The protests that erupted at the Jawaharlal Nehru as well as the Delhi Universities ended up with one particular section complaining that there was an attack on freedom of expression. While the right to express is enshrined in the Indian Constitution, what is more important is that it cannot be selective in nature.
The Left-leaners have often complained that Right Wingers have curbed their freedom of expression. However, according to Saroj Kumar Rath, assistant professor of History at the Sri Aurobindo College (Eve), University of Delhi, freedom of expression cannot be selective in nature.
In this candid chat with OneIndia, Rath opens up about the recent protests at the DU. "We teachers of DU are presiding over mass failure. While there cannot be a curb on the freedom of expression, one must also bear in mind that it cannot be selective in nature," Rath says.
Selective freedom of expression:
"The Ramjas incident shows us that there is a clear cut divide between the Left and the Right. This issue should not have cropped up in the first place even. They have invited persons against whom there were cases. It looks to me that they had intentionally done this. Did they bother calling other student leaders? They seemed to be bent upon promoting just one school of thought," Rath says.

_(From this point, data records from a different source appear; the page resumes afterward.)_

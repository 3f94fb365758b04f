use dashmap::DashMap;
use parking_lot::Mutex;
use std::sync::Arc;
use std::time::{Duration, Instant};

use super::{ttl_seconds, KeyValueStore, Namespace};
use crate::error::SessionResult;

/// Time source for expiry checks.
pub trait Clock: Send + Sync {
    fn now(&self) -> Instant;
}

#[derive(Debug, Default, Clone, Copy)]
pub struct SystemClock;

impl Clock for SystemClock {
    fn now(&self) -> Instant {
        Instant::now()
    }
}

/// Clock that only moves when told to.
#[derive(Debug)]
pub struct ManualClock {
    origin: Instant,
    offset: Mutex<Duration>,
}

impl ManualClock {
    pub fn new() -> Self {
        Self {
            origin: Instant::now(),
            offset: Mutex::new(Duration::ZERO),
        }
    }

    pub fn advance(&self, by: Duration) {
        *self.offset.lock() += by;
    }
}

impl Default for ManualClock {
    fn default() -> Self {
        Self::new()
    }
}

impl Clock for ManualClock {
    fn now(&self) -> Instant {
        self.origin + *self.offset.lock()
    }
}

struct ListEntry {
    values: Vec<String>,
    expires_at: Option<Instant>, // None: no expiry
}

impl ListEntry {
    fn is_expired(&self, now: Instant) -> bool {
        self.expires_at.is_some_and(|at| now >= at)
    }
}

/// Same whole-second rounding as Redis `EXPIRE`.
fn expiry_after(now: Instant, ttl: Duration) -> Instant {
    now + Duration::from_secs(ttl_seconds(ttl))
}

/// In-process list store with Redis-like semantics: lazy expiry on access,
/// appends to an expired key start a fresh list without a TTL.
#[derive(Clone)]
pub struct MemoryStore {
    map: Arc<DashMap<String, ListEntry>>,
    clock: Arc<dyn Clock>,
}

impl MemoryStore {
    pub fn new() -> Self {
        Self::with_clock(Arc::new(SystemClock))
    }

    pub fn with_clock(clock: Arc<dyn Clock>) -> Self {
        Self {
            map: Arc::new(DashMap::new()),
            clock,
        }
    }

    /// Number of live keys across all namespaces.
    pub fn len(&self) -> usize {
        let now = self.clock.now();
        self.map.iter().filter(|r| !r.is_expired(now)).count()
    }

    pub fn is_empty(&self) -> bool {
        self.len() == 0
    }

    fn evict_if_expired(&self, key: &str, now: Instant) {
        self.map.remove_if(key, |_, entry| entry.is_expired(now));
    }
}

impl Default for MemoryStore {
    fn default() -> Self {
        Self::new()
    }
}

#[async_trait::async_trait]
impl KeyValueStore for MemoryStore {
    async fn append(&self, namespace: &Namespace, key: &str, value: &str) -> SessionResult<()> {
        let full_key = namespace.key(key);
        self.evict_if_expired(&full_key, self.clock.now());
        self.map
            .entry(full_key)
            .or_insert_with(|| ListEntry {
                values: Vec::new(),
                expires_at: None,
            })
            .values
            .push(value.to_string());
        Ok(())
    }

    async fn read_list(&self, namespace: &Namespace, key: &str) -> SessionResult<Vec<String>> {
        let full_key = namespace.key(key);
        self.evict_if_expired(&full_key, self.clock.now());
        Ok(self
            .map
            .get(&full_key)
            .map(|entry| entry.values.clone())
            .unwrap_or_default())
    }

    async fn expire(&self, namespace: &Namespace, key: &str, ttl: Duration) -> SessionResult<()> {
        let full_key = namespace.key(key);
        let now = self.clock.now();
        self.evict_if_expired(&full_key, now);
        if let Some(mut entry) = self.map.get_mut(&full_key) {
            entry.expires_at = Some(expiry_after(now, ttl));
        }
        Ok(())
    }

    async fn append_with_ttl(
        &self,
        namespace: &Namespace,
        key: &str,
        value: &str,
        ttl: Duration,
    ) -> SessionResult<()> {
        let full_key = namespace.key(key);
        let now = self.clock.now();
        self.evict_if_expired(&full_key, now);

        let mut entry = self.map.entry(full_key).or_insert_with(|| ListEntry {
            values: Vec::new(),
            expires_at: None,
        });
        entry.values.push(value.to_string());
        entry.expires_at = Some(expiry_after(now, ttl));
        Ok(())
    }

    async fn ping(&self) -> SessionResult<()> {
        Ok(())
    }
}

"If the Left thinkers believe in freedom of expression, then they cannot be selective. Have a view point from both sides at an event. Moreover, they should also call persons with more knowledge (on the subject) to speak about an issue such as this. There is no point in calling outdated people just because they are not happy with the NDA government," he adds.
'We are presiding over mass failure'
"We as teachers are sitting over mass failure. We have not been able to imbibe into the minds of students several things so that such events are prevented. C V Raman had once said that patriotism is love for the soil. He said that teachers should not indulge in petty politics," Rath adds.
"In this case I would want to point out that Gurmehar Kaur was never part of the protest. She did not know what was happening. I think this particular episode was completely unwanted," Rath points out. "What was the need for her to bring up her father's name? This was completely unnecessary," he says.
"We have noticed that the students are looking for a reason to protest. We see one incident or another every single day, and they say freedom of expression is under threat. If there is one protest then the debate goes towards freedom of expression. The Left believes that there should be no Right view and vice versa," he says.
"Another thing I fail to understand is India's fascination with those who are defamed. There are many role models and there is no need to worship people with negativity," he concludes.